Não demorou muito para que essa concepção de país fosse imposta pela força das armas e pelo despotismo reacionário promovido por Bolsonaro e suas hordas, quando em ação planejada desde a derrota nas urnas, resolveram invadir a sede dos Três Poderes em a 8 de Janeiro na pendência da mobilização das Forças Armadas. Junto com eles, os vários Policiais e Milicianos, advertidos e concertados, dariam um Golpe de Estado contra o recém-instalado governo de Lula da Silva que, segundo o sedicioso, "limparia definitivamente o país daquela praga de corruptos e exploradores comunistas"[2].

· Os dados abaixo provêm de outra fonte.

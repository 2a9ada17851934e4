//! Conformance testing harness for minifmt.
//!
//! This crate provides:
//! - Fixtures: JSON case files pairing a format string and typed arguments
//!   with the exact expected bytes and logical length
//! - Runner: drives each case through the stream and/or bounded entry points
//! - Report generation: Markdown + JSON summaries with fixture digests
//! - Structured logging: JSONL records for every verified case

#![forbid(unsafe_code)]

pub mod arg_spec;
pub mod config;
pub mod diff;
pub mod fixtures;
pub mod report;
pub mod runner;
pub mod structured_log;
pub mod verify;

pub use arg_spec::{ArgParseError, ArgSpec};
pub use config::SinkMode;
pub use fixtures::{FixtureCase, FixtureError, FixtureSet};
pub use report::{ConformanceReport, FixtureDigest};
pub use runner::TestRunner;
pub use verify::{VerificationResult, VerificationSummary};
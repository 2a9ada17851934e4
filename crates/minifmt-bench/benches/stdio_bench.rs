//! Format engine benchmarks, with the host `snprintf` as a baseline.

use criterion::{BenchmarkId, Criterion, black_box, criterion_group, criterion_main};
use minifmt_core::{Arg, FnSink, format, format_into};

const CASES: &[(&str, &str)] = &[
    ("literal", "the quick brown fox jumps over the lazy dog\n"),
    ("int", "id=%d\n"),
    ("padded", "[%-8s] %08X %5d\n"),
    ("string", "%s:%s\n"),
];

fn args_for(name: &str) -> Vec<Arg<'static>> {
    match name {
        "int" => vec![Arg::from(-123_456)],
        "padded" => vec![Arg::from("motor"), Arg::from(0xBEEFu32), Arg::from(42)],
        "string" => vec![Arg::from("sensor"), Arg::from("nominal")],
        _ => Vec::new(),
    }
}

fn bench_format_into(c: &mut Criterion) {
    let mut group = c.benchmark_group("format_into");

    for &(name, fmt) in CASES {
        let args = args_for(name);
        group.bench_with_input(BenchmarkId::new("minifmt", name), &fmt, |b, fmt| {
            let mut buf = [0u8; 128];
            b.iter(|| {
                let n = format_into(&mut buf, black_box(*fmt), black_box(&args));
                black_box(n);
            });
        });
    }
    group.finish();
}

fn bench_stream_sink(c: &mut Criterion) {
    c.bench_function("format/counting_sink", |b| {
        let args = args_for("padded");
        b.iter(|| {
            let mut count = 0usize;
            let n = format(
                &mut FnSink(|_: u8| count += 1),
                black_box("[%-8s] %08X %5d\n"),
                black_box(&args),
            );
            black_box((n, count));
        });
    });
}

fn bench_host_snprintf(c: &mut Criterion) {
    let mut group = c.benchmark_group("format_into");
    let motor = c"motor";

    group.bench_function(BenchmarkId::new("host_snprintf", "padded"), |b| {
        let mut buf = [0 as libc::c_char; 128];
        b.iter(|| {
            // SAFETY: `buf` is writable for its full length and every
            // conversion is matched by an argument of the right C type.
            let n = unsafe {
                libc::snprintf(
                    buf.as_mut_ptr(),
                    buf.len(),
                    c"[%-8s] %08X %5d\n".as_ptr(),
                    motor.as_ptr(),
                    black_box(0xBEEF as libc::c_uint),
                    black_box(42 as libc::c_int),
                )
            };
            black_box(n);
        });
    });
    group.finish();
}

criterion_group!(
    benches,
    bench_format_into,
    bench_stream_sink,
    bench_host_snprintf
);
criterion_main!(benches);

Essa visão que se estruturou em bases ideológicas radicais, sem capacidade de dialogar em um ambiente pluralista -muito menos de construir qualquer tipo de consenso-, é a que agora está sendo superada com os esforços do governo para estabelecer uma linha de diálogo permanente com todos os atores políticos e da sociedade civil que estejam dispostos a dialogar sobre os diversos planos, programas e projetos contemplados na carta de navegação do governo ou sobre temas relacionados às ações urgentes de políticas públicas e sociais que o país requer.

Desde que iniciou sua vida como parlamentar na década de 1990, o ex-militar Bolsonaro denegriu a atividade política, conferindo a si mesmo o título de representante do povo fora do establishment político, negando sua própria atuação como legislador no Congresso Nacional por mais de trinta anos. . Com um discurso simplista e "antipolítico", o deputado Jair aumentou sua influência junto ao eleitorado, aproveitando-se da crise generalizada que assolava o país. Apresentou-se como alternativa a políticos desonestos e empresários sem escrúpulos para se colocar como uma espécie de salvador da pátria diante do acúmulo de calamidades e misérias que angustiava a população brasileira.

Tal discurso foi introjetado em eleitores cansados ​​e com pouca capacidade crítica que viam no ex-capitão uma saída para suas frustrações e uma solução para o esvaziamento e esbanjamento dos cofres fiscais e dos recursos nacionais por uma “turma de parasitas” que só buscava seu benefício pessoal. Nesse cenário desastroso, o surgimento de uma pessoa que se apresentava como “fora do sistema” acabou deslumbrando uma parcela expressiva do eleitorado que, negando o espaço da política, o elevou em 2018 ao status de primeiro presidente.

A partir de uma narrativa crivada de mentiras e promessas messiânicas, Bolsonaro forjava um projeto de extrema direita que apontava sua devastadora bateria contra as instituições da República, o Estado Democrático de Direito, a esquerda e demais setores da oposição, as universidades, a imprensa e, enfim, contra a política como peça fundamental para debater e resolver os problemas do país.

Dessa forma, o protagonismo da política volta como valorização da disputa legítima para resolver as discrepâncias e as diferentes visões que se têm sobre a nação. Nesse sentido, o atual Executivo brasileiro tem apostado na geração de acordos políticos que visem aumentar a governabilidade e implementar aquelas políticas públicas que permitam à população alcançar uma melhoria na sua qualidade de vida. E assim consolidar o isolamento da extrema direita que, historicamente, tem se alimentado de crises sistêmicas e do descontentamento acumulado entre os cidadãos.

Notas

[1] A proposta agora deve ser discutida na Comissão de Constituição e Justiça (CCJ) do Senado para depois seguir para votação no Plenário. Se aprovada sem alterações, a Reforma Tributária finalmente entra em vigor. A expectativa é que isso ocorra entre outubro ou novembro deste ano.

[2] Atualmente, muitos dos invasores que participaram desses eventos deploráveis ​​em janeiro estão detidos e sendo julgados por vários crimes, como atentado ao Estado Democrático de Direito, invasão de patrimônio público e destruição do patrimônio nacional. Ainda é preciso saber detalhadamente quem instigou, projetou e financiou a invasão dos prédios localizados na Praça dos Três Poderes em Brasília.

Fernando de la Cuadra é doutor em Ciências Sociais, editor do blog Socialismo y Democracia e autor do livro De Dilma a Bolsonaro: itinerário da tragédia sociopolítica brasileira (editorial RIL, 2021).